Seriatopora aculeata
- Conservation status: Endangered (IUCN 3.1)

Scientific classification
- Kingdom: Animalia
- Phylum: Cnidaria
- Subphylum: Anthozoa
- Class: Hexacorallia
- Order: Scleractinia
- Family: Pocilloporidae
- Genus: Seriatopora
- Species: S. aculeata
- Binomial name: Seriatopora aculeata Quelch, 1886

= Seriatopora aculeata =

- Genus: Seriatopora
- Species: aculeata
- Authority: Quelch, 1886
- Conservation status: EN

Species of coral

Seriatopora aculeata is a species of colonial stony coral in the family Pocilloporidae. It forms a bushy clump.
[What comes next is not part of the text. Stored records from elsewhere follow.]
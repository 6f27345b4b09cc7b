//! PASE: Password-Authenticated Session Establishment via SPAKE2+
//! (spec.md §4.D.1). The five-message exchange is modeled as two explicit
//! state machines (commissioner-side [`PaseInitiator`], device-side
//! [`PaseResponder`]) that each return either the next message to send or
//! a [`SessionError`] — no exceptions mid-handshake, per spec.md §9.

use crate::error::SessionError;
use crate::params::SessionParameters;
use matter_crypto::spake2plus::{
    compute_l, confirm_mac, derive_w0_w1, initiator_finish, initiator_share, random_scalar, responder_finish,
    responder_share, DerivedKeys,
};
use p256::Scalar;
use rand::RngCore;
use std::time::{Duration, Instant};
use zeroize::Zeroize;

/// Fallback PBKDF2 parameters used only when a side omits `pbkdfParams`
/// (spec.md §4 [SUPPLEMENT]; real commissioning always supplies explicit
/// params).
pub const FALLBACK_PBKDF_ITERATIONS: u32 = 1000;
pub const FALLBACK_PBKDF_SALT: [u8; 16] = [0u8; 16];

#[derive(Debug, Clone)]
pub struct PbkdfParams {
    pub iterations: u32,
    pub salt: Vec<u8>,
}

impl Default for PbkdfParams {
    fn default() -> Self {
        PbkdfParams { iterations: FALLBACK_PBKDF_ITERATIONS, salt: FALLBACK_PBKDF_SALT.to_vec() }
    }
}

#[derive(Debug, Clone)]
pub struct PbkdfParamRequest {
    pub initiator_random: [u8; 32],
    pub initiator_session_id: u16,
    pub passcode_id: u16,
    pub has_pbkdf_params: bool,
}

#[derive(Debug, Clone)]
pub struct PbkdfParamResponse {
    pub responder_random: [u8; 32],
    pub responder_session_id: u16,
    pub pbkdf_params: Option<PbkdfParams>,
    pub responder_session_params: SessionParameters,
}

#[derive(Debug, Clone, Copy)]
pub struct Pake1 {
    pub x: [u8; 65],
}

#[derive(Debug, Clone, Copy)]
pub struct Pake2 {
    pub y: [u8; 65],
    pub h_bx: [u8; 32],
}

#[derive(Debug, Clone, Copy)]
pub struct Pake3 {
    pub h_ay: [u8; 32],
}

/// Commissioning window invariants shared across PASE attempts on a single
/// device (spec.md §4.D.1): a 60s pairing timer per attempt, at most one
/// handshake in flight, and a 20-error cumulative budget before the window
/// closes entirely.
pub struct PaseWindow {
    opened_at: Instant,
    error_count: u32,
    in_flight: bool,
}

impl PaseWindow {
    pub const MAX_ERRORS: u32 = 20;
    pub const PAIRING_TIMEOUT: Duration = Duration::from_secs(60);

    pub fn open(now: Instant) -> Self {
        PaseWindow { opened_at: now, error_count: 0, in_flight: false }
    }

    /// A new `PbkdfParamRequest` arrived. Per spec.md §4.D.1, a request
    /// while one is already pending must be ignored.
    pub fn try_begin(&mut self) -> Result<(), SessionError> {
        if self.is_closed() {
            return Err(SessionError::TooManyErrors { count: self.error_count });
        }
        if self.in_flight {
            return Err(SessionError::PaseAlreadyInFlight);
        }
        self.in_flight = true;
        Ok(())
    }

    pub fn check_timeout(&self, now: Instant) -> Result<(), SessionError> {
        if now.duration_since(self.opened_at) > Self::PAIRING_TIMEOUT {
            Err(SessionError::PairingTimeout)
        } else {
            Ok(())
        }
    }

    pub fn record_success(&mut self) {
        self.in_flight = false;
    }

    pub fn record_error(&mut self) -> Result<(), SessionError> {
        self.in_flight = false;
        self.error_count += 1;
        if self.error_count >= Self::MAX_ERRORS {
            Err(SessionError::TooManyErrors { count: self.error_count })
        } else {
            Ok(())
        }
    }

    pub fn is_closed(&self) -> bool {
        self.error_count >= Self::MAX_ERRORS
    }
}

/// Commissioner side of PASE.
pub struct PaseInitiator {
    w0: Scalar,
    w1: Scalar,
    x: Scalar,
    big_x_bytes: [u8; 65],
    derived: Option<DerivedKeys>,
}

impl PaseInitiator {
    /// Message 1: build the `PbkdfParamRequest`. `initiator_session_id` is
    /// the commissioner's freshly-allocated local session id.
    pub fn build_request(initiator_session_id: u16) -> (PbkdfParamRequest, [u8; 32]) {
        let mut random = [0u8; 32];
        rand::thread_rng().fill_bytes(&mut random);
        (
            PbkdfParamRequest { initiator_random: random, initiator_session_id, passcode_id: 0, has_pbkdf_params: false },
            random,
        )
    }

    /// Message 2 received: derive `w0`/`w1` from the passcode and the
    /// negotiated PBKDF params, generate the ephemeral share, and produce
    /// `Pake1`.
    pub fn on_param_response(passcode: u32, response: &PbkdfParamResponse) -> (Self, Pake1) {
        let params = response.pbkdf_params.clone().unwrap_or_default();
        let (w0, w1) = derive_w0_w1(passcode, &params.salt, params.iterations);
        let x = random_scalar();
        let big_x_bytes = initiator_share(&w0, &x);
        (PaseInitiator { w0, w1, x, big_x_bytes, derived: None }, Pake1 { x: big_x_bytes })
    }

    /// Message 4 received: finish the key agreement and produce `Pake3`'s
    /// confirmation MAC.
    pub fn on_pake2(&mut self, pake2: &Pake2) -> Result<Pake3, SessionError> {
        let derived = initiator_finish(&self.w0, &self.w1, &self.x, &pake2.y)?;
        let expected_h_bx = confirm_mac(&derived.ka, &self.big_x_bytes);
        if !matter_crypto::ct_eq(&expected_h_bx, &pake2.h_bx) {
            return Err(SessionError::KeyConfirmationFailed);
        }
        let h_ay = confirm_mac(&derived.ka, &pake2.y);
        self.derived = Some(derived);
        Ok(Pake3 { h_ay })
    }

    pub fn session_keys(&self) -> Option<DerivedKeys> {
        self.derived
    }
}

/// `w0`/`w1`/`x` are passcode- and handshake-derived secrets; `derived`
/// carries `Ke`/`Ka` once the handshake finishes. None of it should
/// outlive the handshake object itself.
impl Drop for PaseInitiator {
    fn drop(&mut self) {
        self.w0.zeroize();
        self.w1.zeroize();
        self.x.zeroize();
        self.derived.zeroize();
    }
}

/// Device side of PASE.
pub struct PaseResponder {
    w0: Scalar,
    l_bytes: [u8; 65],
    y: Scalar,
    big_y_bytes: [u8; 65],
    derived: Option<DerivedKeys>,
}

impl PaseResponder {
    /// Message 1 received: build `PbkdfParamResponse` from the device's
    /// setup-code-derived `w0`/`L` and this attempt's PBKDF params.
    pub fn build_response(
        responder_session_id: u16,
        pbkdf_params: PbkdfParams,
        our_session_params: SessionParameters,
    ) -> PbkdfParamResponse {
        let mut random = [0u8; 32];
        rand::thread_rng().fill_bytes(&mut random);
        PbkdfParamResponse {
            responder_random: random,
            responder_session_id,
            pbkdf_params: Some(pbkdf_params),
            responder_session_params: our_session_params,
        }
    }

    /// Message 3 received: finish key agreement with the commissioner's
    /// `X` share and produce `Pake2`.
    pub fn on_pake1(passcode_w0: Scalar, passcode_w1: Scalar, pake1: &Pake1) -> Result<(Self, Pake2), SessionError> {
        let l_bytes = compute_l(&passcode_w1);
        let y = random_scalar();
        let derived = responder_finish(&passcode_w0, &l_bytes, &y, &pake1.x)?;
        let big_y_bytes = responder_share(&passcode_w0, &y);
        let h_bx = confirm_mac(&derived.ka, &pake1.x);
        Ok((
            PaseResponder { w0: passcode_w0, l_bytes, y, big_y_bytes, derived: Some(derived) },
            Pake2 { y: big_y_bytes, h_bx },
        ))
    }

    /// Message 5 received: verify the commissioner's confirmation MAC and
    /// finalize the session.
    pub fn on_pake3(&self, pake3: &Pake3) -> Result<DerivedKeys, SessionError> {
        let derived = self.derived.ok_or(SessionError::UnexpectedMessage { state: "no prior Pake1" })?;
        let expected_h_ay = confirm_mac(&derived.ka, &self.big_y_bytes);
        if !matter_crypto::ct_eq(&expected_h_ay, &pake3.h_ay) {
            return Err(SessionError::KeyConfirmationFailed);
        }
        Ok(derived)
    }

    #[cfg(test)]
    fn w0(&self) -> &Scalar {
        &self.w0
    }
}

/// `w0`/`y` are secrets; `derived` carries `Ke`/`Ka` once computed.
impl Drop for PaseResponder {
    fn drop(&mut self) {
        self.w0.zeroize();
        self.y.zeroize();
        self.derived.zeroize();
    }
}

#[cfg(test)]
mod tests {
    use super::*;
    use crate::params::OUR_DEFAULTS;

    const TEST_PASSCODE: u32 = 20202021;

    #[test]
    fn full_five_message_handshake_converges_on_identical_keys() {
        let salt = vec![0x5A; 16];
        let iterations = 1000;
        let (w0, w1) = derive_w0_w1(TEST_PASSCODE, &salt, iterations);

        let (_request, _initiator_random) = PaseInitiator::build_request(11);
        let response = PbkdfParamResponse {
            responder_random: [0x22; 32],
            responder_session_id: 22,
            pbkdf_params: Some(PbkdfParams { iterations, salt: salt.clone() }),
            responder_session_params: OUR_DEFAULTS,
        };

        let (mut initiator, pake1) = PaseInitiator::on_param_response(TEST_PASSCODE, &response);
        let (responder, pake2) = PaseResponder::on_pake1(w0, w1, &pake1).unwrap();
        let pake3 = initiator.on_pake2(&pake2).unwrap();
        let responder_keys = responder.on_pake3(&pake3).unwrap();

        assert_eq!(initiator.session_keys().unwrap(), responder_keys);
    }

    #[test]
    fn wrong_passcode_fails_key_confirmation_not_silently() {
        let salt = vec![0x5A; 16];
        let iterations = 1000;
        let (device_w0, device_w1) = derive_w0_w1(TEST_PASSCODE, &salt, iterations);

        let response = PbkdfParamResponse {
            responder_random: [0x22; 32],
            responder_session_id: 22,
            pbkdf_params: Some(PbkdfParams { iterations, salt: salt.clone() }),
            responder_session_params: OUR_DEFAULTS,
        };
        let (mut initiator, pake1) = PaseInitiator::on_param_response(TEST_PASSCODE + 1, &response);
        let (responder, pake2) = PaseResponder::on_pake1(device_w0, device_w1, &pake1).unwrap();
        assert!(initiator.on_pake2(&pake2).is_err());
        let _ = responder.w0();
    }

    #[test]
    fn pase_window_enforces_single_in_flight_and_error_budget() {
        let now = Instant::now();
        let mut window = PaseWindow::open(now);
        window.try_begin().unwrap();
        assert!(matches!(window.try_begin(), Err(SessionError::PaseAlreadyInFlight)));
        window.record_success();
        window.try_begin().unwrap();

        window.record_success();
        for _ in 0..(PaseWindow::MAX_ERRORS - 1) {
            window.try_begin().unwrap();
            window.record_error().unwrap();
        }
        window.try_begin().unwrap();
        assert!(matches!(window.record_error(), Err(SessionError::TooManyErrors { count: 20 })));
        assert!(window.is_closed());
        assert!(matches!(window.try_begin(), Err(SessionError::TooManyErrors { .. })));
    }

    #[test]
    fn pairing_timer_expires_after_60_seconds() {
        let start = Instant::now();
        let window = PaseWindow::open(start);
        assert!(window.check_timeout(start + Duration::from_secs(59)).is_ok());
        assert!(matches!(window.check_timeout(start + Duration::from_secs(61)), Err(SessionError::PairingTimeout)));
    }
}
#[derive(Debug, thiserror::Error)]
pub enum ExchangeError {
    #[error("exchange id {exchange_id} already in use for this session/direction")]
    DuplicateExchange { exchange_id: u16 },
    #[error("no exchange {exchange_id} (initiator={is_initiator}) on this session")]
    UnknownExchange { exchange_id: u16, is_initiator: bool },
    #[error("no protocol handler registered for protocol id {0}")]
    UnknownProtocol(u16),
    #[error("exchange concurrency budget exhausted and FIFO queue wait timed out")]
    QueueTimeout,
    #[error("mrp error: {0}")]
    Mrp(#[from] matter_mrp::MrpError),
}
//! The `Schema` collaborator (spec.md §1, §9): "given cluster/attribute/event
//! IDs, return type, access, quality and TLV codec". The cluster
//! data-model descriptor tables themselves are explicitly out of scope
//! (thousands of generated tables); this module only defines the trait
//! seam the Interaction Engine programs against, plus a small in-memory
//! implementation used by tests and the example node binary.

use crate::access::AccessLevel;
use crate::ids::{AttributeId, ClusterId, CommandId, EventId};
use serde::{Deserialize, Serialize};
use std::collections::HashMap;

/// An opaque, already-decoded attribute/command/event payload.
///
/// Real TLV encode/decode is an external primitive (spec.md §1); carrying
/// `serde_json::Value` here mirrors how a forward-compatible opaque
/// payload shape is typically represented in this codebase's JSON-facing
/// config/status types.
pub type OpaqueValue = serde_json::Value;

#[derive(Debug, Clone, Copy, PartialEq, Eq)]
pub enum Quality {
    /// Value changes shouldn't be persisted across a power cycle.
    Volatile,
    /// Value is fixed for the life of the node (e.g. vendor ID).
    Fixed,
    /// Ordinary persisted, mutable value.
    Nullable,
    Normal,
}

#[derive(Debug, Clone)]
pub struct AttributeMeta {
    pub readable: bool,
    pub writable: bool,
    pub read_access: AccessLevel,
    pub write_access: AccessLevel,
    pub quality: Quality,
    /// Declared `timed` per spec.md §4.G.3 — writes require an armed
    /// TimedRequest.
    pub timed_write: bool,
    /// List attributes support `Append`/`Replace`/`Remove` chunked writes.
    pub is_list: bool,
}

#[derive(Debug, Clone)]
pub struct CommandMeta {
    pub invoke_access: AccessLevel,
    pub timed_invoke: bool,
}

#[derive(Debug, Clone)]
pub struct EventMeta {
    pub read_access: AccessLevel,
    pub priority: EventPriority,
}

#[derive(Debug, Clone, Copy, PartialEq, Eq, PartialOrd, Ord, Serialize, Deserialize)]
pub enum EventPriority {
    Debug,
    Info,
    Critical,
}

/// Cluster/attribute/event/command metadata resolution, external to this
/// workspace in a real node (generated from the Matter data model XML).
pub trait Schema: Send + Sync {
    fn attribute_meta(&self, cluster: ClusterId, attribute: AttributeId) -> Option<AttributeMeta>;
    fn command_meta(&self, cluster: ClusterId, command: CommandId) -> Option<CommandMeta>;
    fn event_meta(&self, cluster: ClusterId, event: EventId) -> Option<EventMeta>;
}

/// A small static-table `Schema` for tests and the example node binary.
/// Not meant to stand in for a real generated data-model registry.
#[derive(Debug, Clone, Default)]
pub struct StaticSchema {
    attributes: HashMap<(ClusterId, AttributeId), AttributeMeta>,
    commands: HashMap<(ClusterId, CommandId), CommandMeta>,
    events: HashMap<(ClusterId, EventId), EventMeta>,
}

impl StaticSchema {
    pub fn new() -> Self {
        Self::default()
    }

    pub fn with_attribute(mut self, cluster: ClusterId, attribute: AttributeId, meta: AttributeMeta) -> Self {
        self.attributes.insert((cluster, attribute), meta);
        self
    }

    pub fn with_command(mut self, cluster: ClusterId, command: CommandId, meta: CommandMeta) -> Self {
        self.commands.insert((cluster, command), meta);
        self
    }

    pub fn with_event(mut self, cluster: ClusterId, event: EventId, meta: EventMeta) -> Self {
        self.events.insert((cluster, event), meta);
        self
    }
}

impl Schema for StaticSchema {
    fn attribute_meta(&self, cluster: ClusterId, attribute: AttributeId) -> Option<AttributeMeta> {
        self.attributes.get(&(cluster, attribute)).cloned()
    }

    fn command_meta(&self, cluster: ClusterId, command: CommandId) -> Option<CommandMeta> {
        self.commands.get(&(cluster, command)).cloned()
    }

    fn event_meta(&self, cluster: ClusterId, event: EventId) -> Option<EventMeta> {
        self.events.get(&(cluster, event)).cloned()
    }
}

#[cfg(test)]
mod tests {
    use super::*;

    #[test]
    fn static_schema_round_trips_registered_metadata() {
        let cluster = ClusterId(6);
        let attr = AttributeId(0);
        let schema = StaticSchema::new().with_attribute(
            cluster,
            attr,
            AttributeMeta {
                readable: true,
                writable: true,
                read_access: AccessLevel::View,
                write_access: AccessLevel::Operate,
                quality: Quality::Normal,
                timed_write: false,
                is_list: false,
            },
        );
        let meta = schema.attribute_meta(cluster, attr).unwrap();
        assert!(meta.readable && meta.writable);
        assert!(schema.attribute_meta(cluster, AttributeId(99)).is_none());
    }
}
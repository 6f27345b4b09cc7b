//! A single exchange's state (spec.md §3 "Exchange"): identity plus its
//! per-exchange MRP bookkeeping and cancellation token.

use matter_mrp::MrpState;
use matter_session::Session;
use matter_types::Handle;
use tokio_util::sync::CancellationToken;

#[derive(Debug, Clone, Copy, PartialEq, Eq, Hash)]
pub struct ExchangeKey {
    pub session: Handle<Session>,
    pub exchange_id: u16,
    pub is_initiator: bool,
}

pub struct Exchange {
    pub key: ExchangeKey,
    pub protocol_id: u16,
    pub mrp: MrpState,
    /// Child of the owning session's cancellation token (spec.md §5:
    /// "closing a node cascades abort to every owned exchange"); closing
    /// just this exchange cancels only this token, not the session's.
    pub closing: CancellationToken,
}

impl Exchange {
    pub fn new(key: ExchangeKey, protocol_id: u16, base_interval: std::time::Duration, parent: &CancellationToken) -> Self {
        Exchange { key, protocol_id, mrp: MrpState::new(base_interval), closing: parent.child_token() }
    }

    /// Exchange close (spec.md §4.C): abort outstanding retransmit timers
    /// and flush a still-pending standalone ack. Returns whether an ack
    /// flush is owed to the caller.
    pub fn close(&mut self) -> bool {
        let ack_owed = self.mrp.cancel_all();
        self.closing.cancel();
        ack_owed
    }
}
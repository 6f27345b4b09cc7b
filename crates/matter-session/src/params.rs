//! Session parameters exchanged during PASE/CASE (spec.md §4.D.4).
//!
//! Design Notes (spec.md §9) flag that "our side" defaults and "peer
//! fallback" defaults differ in the source and must **not** be merged into
//! one table. `OUR_DEFAULTS` is what this node advertises when it omits a
//! field from its own announcement (it never actually needs to, since it
//! always knows its own values — kept for symmetry/testing). `PEER_FALLBACK`
//! is what a local reader substitutes when the *peer's* announcement omits
//! a field.

use std::time::Duration;

#[derive(Debug, Clone, Copy, PartialEq, Eq)]
pub struct SessionParameters {
    pub data_model_revision: u16,
    pub interaction_model_revision: u16,
    pub specification_version: u32,
    pub max_paths_per_invoke: u16,
    pub supported_transports: SupportedTransports,
    pub max_tcp_message_size: Option<u32>,
    pub idle_interval: Duration,
    pub active_interval: Duration,
}

#[derive(Debug, Clone, Copy, PartialEq, Eq)]
pub struct SupportedTransports {
    pub udp: bool,
    pub tcp: bool,
    pub ble: bool,
}

impl Default for SupportedTransports {
    fn default() -> Self {
        SupportedTransports { udp: true, tcp: false, ble: false }
    }
}

/// Defaults this node uses for its *own* announced parameters.
pub const OUR_DEFAULTS: SessionParameters = SessionParameters {
    data_model_revision: 17,
    interaction_model_revision: 11,
    specification_version: 0x0104_0000,
    max_paths_per_invoke: 1,
    supported_transports: SupportedTransports { udp: true, tcp: false, ble: false },
    max_tcp_message_size: None,
    idle_interval: Duration::from_millis(4000),
    active_interval: Duration::from_millis(300),
};

/// Defaults substituted for fields the *peer* omitted from its
/// announcement. Kept as a structurally separate constant from
/// `OUR_DEFAULTS` per spec.md §9 even though the values happen to agree
/// today — a future protocol revision may diverge them, and merging the
/// tables would silently reintroduce the bug the spec calls out.
pub const PEER_FALLBACK: SessionParameters = OUR_DEFAULTS;

/// Builder-style accumulator used while decoding a peer's
/// partially-populated parameter announcement, filling gaps from
/// [`PEER_FALLBACK`].
#[derive(Debug, Clone, Copy, Default)]
pub struct PeerParametersInput {
    pub data_model_revision: Option<u16>,
    pub interaction_model_revision: Option<u16>,
    pub specification_version: Option<u32>,
    pub max_paths_per_invoke: Option<u16>,
    pub supported_transports: Option<SupportedTransports>,
    pub max_tcp_message_size: Option<u32>,
    pub idle_interval: Option<Duration>,
    pub active_interval: Option<Duration>,
}

impl PeerParametersInput {
    pub fn resolve(self) -> SessionParameters {
        SessionParameters {
            data_model_revision: self.data_model_revision.unwrap_or(PEER_FALLBACK.data_model_revision),
            interaction_model_revision: self.interaction_model_revision.unwrap_or(PEER_FALLBACK.interaction_model_revision),
            specification_version: self.specification_version.unwrap_or(PEER_FALLBACK.specification_version),
            max_paths_per_invoke: self.max_paths_per_invoke.unwrap_or(PEER_FALLBACK.max_paths_per_invoke),
            supported_transports: self.supported_transports.unwrap_or(PEER_FALLBACK.supported_transports),
            max_tcp_message_size: self.max_tcp_message_size.or(PEER_FALLBACK.max_tcp_message_size),
            idle_interval: self.idle_interval.unwrap_or(PEER_FALLBACK.idle_interval),
            active_interval: self.active_interval.unwrap_or(PEER_FALLBACK.active_interval),
        }
    }
}

#[cfg(test)]
mod tests {
    use super::*;

    #[test]
    fn missing_peer_fields_fall_back_to_peer_fallback_table() {
        let partial = PeerParametersInput { max_paths_per_invoke: Some(3), ..Default::default() };
        let resolved = partial.resolve();
        assert_eq!(resolved.max_paths_per_invoke, 3);
        assert_eq!(resolved.data_model_revision, PEER_FALLBACK.data_model_revision);
        assert_eq!(resolved.idle_interval, PEER_FALLBACK.idle_interval);
    }

    #[test]
    fn fully_absent_announcement_resolves_to_the_fallback_table_verbatim() {
        let resolved = PeerParametersInput::default().resolve();
        assert_eq!(resolved, PEER_FALLBACK);
    }
}
//! HKDF-SHA-256 key schedule helpers: the generic primitive plus the three
//! concrete derivations named in spec.md §6 (IPK, compressed fabric ID,
//! destination ID).

use crate::error::CryptoError;
use crate::hash::hmac_sha256;
use hkdf::Hkdf;
use sha2::Sha256;

/// `HKDF-Expand(HKDF-Extract(salt, ikm), info, length)`.
pub fn hkdf_sha256(ikm: &[u8], salt: &[u8], info: &[u8], length: usize) -> Result<Vec<u8>, CryptoError> {
    let hk = Hkdf::<Sha256>::new(Some(salt), ikm);
    let mut okm = vec![0u8; length];
    hk.expand(info, &mut okm).map_err(|_| CryptoError::HkdfExpand)?;
    Ok(okm)
}

/// Per-fabric Identity Protection Key: `HKDF(epochKey, fabricId, "GroupKey v1.0", 16)`.
pub fn derive_ipk(epoch_key: &[u8], fabric_id: u64) -> Result<[u8; 16], CryptoError> {
    let okm = hkdf_sha256(epoch_key, &fabric_id.to_be_bytes(), b"GroupKey v1.0", 16)?;
    Ok(okm.try_into().expect("length fixed at 16 above"))
}

/// `compressedFabricId = HKDF(rootPub, fabricId, "CompressedFabric", 8)`.
pub fn derive_compressed_fabric_id(root_public_key: &[u8], fabric_id: u64) -> Result<[u8; 8], CryptoError> {
    let okm = hkdf_sha256(root_public_key, &fabric_id.to_be_bytes(), b"CompressedFabric", 8)?;
    Ok(okm.try_into().expect("length fixed at 8 above"))
}

/// `DestinationID = HMAC-SHA256(IPK, random32 ‖ rootPublicKey ‖ fabricId ‖ destNodeId)`.
pub fn destination_id(ipk: &[u8; 16], random: &[u8; 32], root_public_key: &[u8], fabric_id: u64, dest_node_id: u64) -> [u8; 32] {
    hmac_sha256(
        ipk,
        &[random, root_public_key, &fabric_id.to_be_bytes(), &dest_node_id.to_be_bytes()],
    )
}

#[cfg(test)]
mod tests {
    use super::*;
    use hmac::{Hmac, Mac};
    use sha2::Sha256 as Sha256Digest;

    #[test]
    fn derivations_are_deterministic() {
        let epoch_key = [0x11u8; 16];
        let ipk1 = derive_ipk(&epoch_key, 0x2906c908d115d362).unwrap();
        let ipk2 = derive_ipk(&epoch_key, 0x2906c908d115d362).unwrap();
        assert_eq!(ipk1, ipk2);
        assert_ne!(ipk1, [0u8; 16]);
    }

    #[test]
    fn compressed_fabric_id_changes_with_root_key_or_fabric_id() {
        let root_a = [0xABu8; 65];
        let root_b = [0xACu8; 65];
        let a = derive_compressed_fabric_id(&root_a, 1).unwrap();
        let b = derive_compressed_fabric_id(&root_b, 1).unwrap();
        let c = derive_compressed_fabric_id(&root_a, 2).unwrap();
        assert_ne!(a, b);
        assert_ne!(a, c);
    }

    /// Testable property #4 (spec.md §8): the three concrete source vectors
    /// are given with elided (`…`) hex, so they cannot be reproduced
    /// byte-for-byte (see DESIGN.md). Instead we check determinism,
    /// sensitivity to each input, and cross-validate against an
    /// independently-constructed HMAC-SHA-256 call using the same inputs
    /// assembled a different way (one `update()` per field instead of one
    /// contiguous buffer), which would disagree if the concatenation order
    /// in `destination_id` were wrong.
    #[test]
    fn destination_id_matches_independent_hmac_construction_and_is_input_sensitive() {
        let ipk = [0x9bu8; 16];
        let random = [0x7eu8; 32];
        let root_pub = [0x04u8; 65];
        let fabric_id = 0x2906c908d115d362u64;
        let node_id = 0x9u64;

        let a = destination_id(&ipk, &random, &root_pub, fabric_id, node_id);
        let b = destination_id(&ipk, &random, &root_pub, fabric_id, node_id);
        assert_eq!(a, b, "destination ID must be deterministic");

        let mut mac = <Hmac<Sha256Digest> as Mac>::new_from_slice(&ipk).unwrap();
        mac.update(&random);
        mac.update(&root_pub);
        mac.update(&fabric_id.to_be_bytes());
        mac.update(&node_id.to_be_bytes());
        let independent: [u8; 32] = mac.finalize().into_bytes().into();
        assert_eq!(a, independent, "must match HMAC-SHA256(IPK, random || rootPub || fabricId || nodeId)");

        let different_node = destination_id(&ipk, &random, &root_pub, fabric_id, node_id + 1);
        assert_ne!(a, different_node);
        let different_random = destination_id(&ipk, &[0x14u8; 32], &root_pub, fabric_id, node_id);
        assert_ne!(a, different_random);
    }
}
It is native to the Central Indo-Pacific and the Oceanic West Pacific. Its range includes the Philippines, the Great Barrier Reef, Fiji, Indonesia, the Coral Sea, southern Madagascar and Vanuatu. It grows in shallow reef environments, at depths down to about 40 m. It is an uncommon species and subject to coral diseases and bleaching. The International Union for Conservation of Nature has assessed the conservation status of this species as being endangered.

==Description==
Seriatopora aculeata is a colonial species and can grow to a diameter of about 20 cm. It is a zooxanthellate species containing symbiotic dinoflagellates in its tissues. It is similar in appearance to Seriatopora hystrix and Seriatopora stellata but the branches are stout and tend to be fused in small clumps. The corallites are scattered over the surface of the branches and the polyps are often expanded during the day. The colour of this species is usually pink or creamy-white.